* TASK REQUIREMENTS *
For this exercise, transcribe all of the entries exactly.

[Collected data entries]
==============================
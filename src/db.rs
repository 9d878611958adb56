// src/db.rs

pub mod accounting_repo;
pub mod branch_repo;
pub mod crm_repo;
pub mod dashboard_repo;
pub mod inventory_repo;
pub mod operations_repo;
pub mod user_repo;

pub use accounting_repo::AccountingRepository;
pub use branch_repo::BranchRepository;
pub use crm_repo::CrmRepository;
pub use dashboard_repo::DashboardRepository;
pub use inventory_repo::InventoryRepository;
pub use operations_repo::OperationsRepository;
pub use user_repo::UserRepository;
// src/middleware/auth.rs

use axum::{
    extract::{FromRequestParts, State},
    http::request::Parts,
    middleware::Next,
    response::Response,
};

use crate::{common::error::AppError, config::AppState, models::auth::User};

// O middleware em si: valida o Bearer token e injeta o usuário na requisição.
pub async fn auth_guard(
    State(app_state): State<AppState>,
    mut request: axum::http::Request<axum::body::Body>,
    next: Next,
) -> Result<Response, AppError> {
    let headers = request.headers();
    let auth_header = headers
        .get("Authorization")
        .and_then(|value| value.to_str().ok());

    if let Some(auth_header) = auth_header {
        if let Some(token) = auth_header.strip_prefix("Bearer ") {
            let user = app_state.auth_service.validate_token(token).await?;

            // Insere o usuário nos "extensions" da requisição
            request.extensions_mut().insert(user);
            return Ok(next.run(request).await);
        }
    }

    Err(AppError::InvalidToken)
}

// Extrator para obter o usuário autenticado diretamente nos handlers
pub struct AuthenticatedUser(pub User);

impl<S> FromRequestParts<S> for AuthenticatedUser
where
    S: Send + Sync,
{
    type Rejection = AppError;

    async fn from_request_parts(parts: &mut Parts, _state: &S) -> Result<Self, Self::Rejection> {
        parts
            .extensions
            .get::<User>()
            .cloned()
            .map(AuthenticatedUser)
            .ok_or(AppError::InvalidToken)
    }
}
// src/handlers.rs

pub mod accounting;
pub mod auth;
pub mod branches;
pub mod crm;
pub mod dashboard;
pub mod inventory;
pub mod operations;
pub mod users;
==============================
* SOLUTION FOR THIS EXERCISE *
filename src/db.rs
repository 9d878611958adb56
// src/db.rs

pub mod accounting_repo;
pub mod branch_repo;
pub mod crm_repo;
pub mod dashboard_repo;
pub mod inventory_repo;
pub mod operations_repo;
pub mod user_repo;

pub use accounting_repo::AccountingRepository;
pub use branch_repo::BranchRepository;
pub use crm_repo::CrmRepository;
pub use dashboard_repo::DashboardRepository;
pub use inventory_repo::InventoryRepository;
pub use operations_repo::OperationsRepository;
pub use user_repo::UserRepository;
// src/middleware/auth.rs

use axum::{
    extract::{FromRequestParts, State},
    http::request::Parts,
    middleware::Next,
    response::Response,
};

use crate::{common::error::AppError, config::AppState, models::auth::User};

// O middleware em si: valida o Bearer token e injeta o usuário na requisição.
pub async fn auth_guard(
    State(app_state): State<AppState>,
    mut request: axum::http::Request<axum::body::Body>,
    next: Next,
) -> Result<Response, AppError> {
    let headers = request.headers();
    let auth_header = headers
        .get("Authorization")
        .and_then(|value| value.to_str().ok());

    if let Some(auth_header) = auth_header {
        if let Some(token) = auth_header.strip_prefix("Bearer ") {
            let user = app_state.auth_service.validate_token(token).await?;

            // Insere o usuário nos "extensions" da requisição
            request.extensions_mut().insert(user);
            return Ok(next.run(request).await);
        }
    }

    Err(AppError::InvalidToken)
}

// Extrator para obter o usuário autenticado diretamente nos handlers
pub struct AuthenticatedUser(pub User);

impl<S> FromRequestParts<S> for AuthenticatedUser
where
    S: Send + Sync,
{
    type Rejection = AppError;

    async fn from_request_parts(parts: &mut Parts, _state: &S) -> Result<Self, Self::Rejection> {
        parts
            .extensions
            .get::<User>()
            .cloned()
            .map(AuthenticatedUser)
            .ok_or(AppError::InvalidToken)
    }
}
// src/handlers.rs

pub mod accounting;
pub mod auth;
pub mod branches;
pub mod crm;
pub mod dashboard;
pub mod inventory;
pub mod operations;
pub mod users;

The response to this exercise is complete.